### Work required:
Could you print, exactly as they stand, the lines from the one holding "assert_eq!(imports.items.len(), 1);" to the end of the data below, and nothing more?

### Supplied records:
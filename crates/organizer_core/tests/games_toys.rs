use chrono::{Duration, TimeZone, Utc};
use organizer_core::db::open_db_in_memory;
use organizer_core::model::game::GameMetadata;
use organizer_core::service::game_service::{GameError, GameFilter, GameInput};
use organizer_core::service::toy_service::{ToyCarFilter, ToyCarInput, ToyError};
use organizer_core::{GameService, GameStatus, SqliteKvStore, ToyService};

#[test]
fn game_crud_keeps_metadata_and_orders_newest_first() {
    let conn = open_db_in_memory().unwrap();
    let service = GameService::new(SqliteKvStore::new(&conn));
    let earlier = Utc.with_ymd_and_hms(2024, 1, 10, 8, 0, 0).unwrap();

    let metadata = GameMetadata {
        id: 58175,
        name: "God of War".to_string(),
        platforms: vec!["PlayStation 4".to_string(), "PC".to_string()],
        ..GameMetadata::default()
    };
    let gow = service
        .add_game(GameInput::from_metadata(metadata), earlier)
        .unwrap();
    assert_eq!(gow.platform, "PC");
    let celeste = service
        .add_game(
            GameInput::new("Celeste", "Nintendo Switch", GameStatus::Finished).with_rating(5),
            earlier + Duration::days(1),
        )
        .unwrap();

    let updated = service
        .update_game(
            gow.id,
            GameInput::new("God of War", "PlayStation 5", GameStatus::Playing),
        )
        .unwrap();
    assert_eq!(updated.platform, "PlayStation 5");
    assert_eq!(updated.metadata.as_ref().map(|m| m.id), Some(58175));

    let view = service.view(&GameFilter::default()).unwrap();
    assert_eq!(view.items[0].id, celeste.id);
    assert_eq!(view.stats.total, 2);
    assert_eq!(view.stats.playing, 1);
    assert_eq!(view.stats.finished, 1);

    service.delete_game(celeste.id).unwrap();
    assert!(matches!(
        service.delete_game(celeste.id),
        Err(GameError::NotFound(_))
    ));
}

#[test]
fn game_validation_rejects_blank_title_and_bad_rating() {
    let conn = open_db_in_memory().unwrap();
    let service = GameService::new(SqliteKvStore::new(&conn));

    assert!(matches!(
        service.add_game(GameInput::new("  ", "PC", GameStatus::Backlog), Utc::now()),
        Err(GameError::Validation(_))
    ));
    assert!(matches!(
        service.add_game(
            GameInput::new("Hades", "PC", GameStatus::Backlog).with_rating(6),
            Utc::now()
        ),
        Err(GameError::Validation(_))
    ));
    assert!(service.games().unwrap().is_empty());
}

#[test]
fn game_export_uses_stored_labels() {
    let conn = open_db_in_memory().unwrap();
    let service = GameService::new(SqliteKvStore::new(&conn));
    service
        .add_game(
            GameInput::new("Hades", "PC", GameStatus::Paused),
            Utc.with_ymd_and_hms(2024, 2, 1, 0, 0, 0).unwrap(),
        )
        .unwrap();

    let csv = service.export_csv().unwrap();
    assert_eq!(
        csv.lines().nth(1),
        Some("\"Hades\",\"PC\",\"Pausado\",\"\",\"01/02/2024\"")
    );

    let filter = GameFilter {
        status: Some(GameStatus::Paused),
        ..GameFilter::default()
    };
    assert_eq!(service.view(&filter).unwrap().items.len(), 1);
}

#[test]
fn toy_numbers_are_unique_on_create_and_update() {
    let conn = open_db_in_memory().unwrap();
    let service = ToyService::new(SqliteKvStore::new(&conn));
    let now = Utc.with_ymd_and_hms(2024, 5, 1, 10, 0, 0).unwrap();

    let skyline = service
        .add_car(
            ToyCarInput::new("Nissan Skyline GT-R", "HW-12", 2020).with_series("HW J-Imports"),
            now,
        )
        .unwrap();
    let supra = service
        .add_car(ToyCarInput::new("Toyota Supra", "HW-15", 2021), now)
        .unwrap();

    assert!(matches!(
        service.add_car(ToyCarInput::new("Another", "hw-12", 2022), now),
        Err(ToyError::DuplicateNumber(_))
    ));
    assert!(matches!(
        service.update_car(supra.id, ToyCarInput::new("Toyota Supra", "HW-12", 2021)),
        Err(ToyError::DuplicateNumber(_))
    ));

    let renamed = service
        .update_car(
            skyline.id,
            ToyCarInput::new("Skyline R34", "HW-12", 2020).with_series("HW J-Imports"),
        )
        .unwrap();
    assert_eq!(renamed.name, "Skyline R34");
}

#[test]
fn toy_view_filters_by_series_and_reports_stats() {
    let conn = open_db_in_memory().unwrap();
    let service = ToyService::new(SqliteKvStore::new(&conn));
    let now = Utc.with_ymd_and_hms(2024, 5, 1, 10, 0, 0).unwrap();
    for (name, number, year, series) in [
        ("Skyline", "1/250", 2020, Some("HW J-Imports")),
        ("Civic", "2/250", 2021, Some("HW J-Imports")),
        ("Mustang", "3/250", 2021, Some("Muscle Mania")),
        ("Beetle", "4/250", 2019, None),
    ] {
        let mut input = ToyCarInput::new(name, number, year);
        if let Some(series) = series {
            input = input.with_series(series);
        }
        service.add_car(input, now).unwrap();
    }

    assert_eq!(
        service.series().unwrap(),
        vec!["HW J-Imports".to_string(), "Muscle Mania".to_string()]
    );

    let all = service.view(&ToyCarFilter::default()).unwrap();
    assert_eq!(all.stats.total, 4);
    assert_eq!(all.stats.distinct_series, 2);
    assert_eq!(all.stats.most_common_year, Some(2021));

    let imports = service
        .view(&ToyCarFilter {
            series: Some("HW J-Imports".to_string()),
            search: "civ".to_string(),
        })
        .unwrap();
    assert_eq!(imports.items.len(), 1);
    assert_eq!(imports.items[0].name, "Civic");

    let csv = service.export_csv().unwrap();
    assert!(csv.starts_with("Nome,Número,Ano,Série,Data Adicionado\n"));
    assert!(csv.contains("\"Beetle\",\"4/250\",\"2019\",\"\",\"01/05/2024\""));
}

### Result of this task:
    assert_eq!(imports.items.len(), 1);
    assert_eq!(imports.items[0].name, "Civic");

    let csv = service.export_csv().unwrap();
    assert!(csv.starts_with("Nome,Número,Ano,Série,Data Adicionado\n"));
    assert!(csv.contains("\"Beetle\",\"4/250\",\"2019\",\"\",\"01/05/2024\""));
}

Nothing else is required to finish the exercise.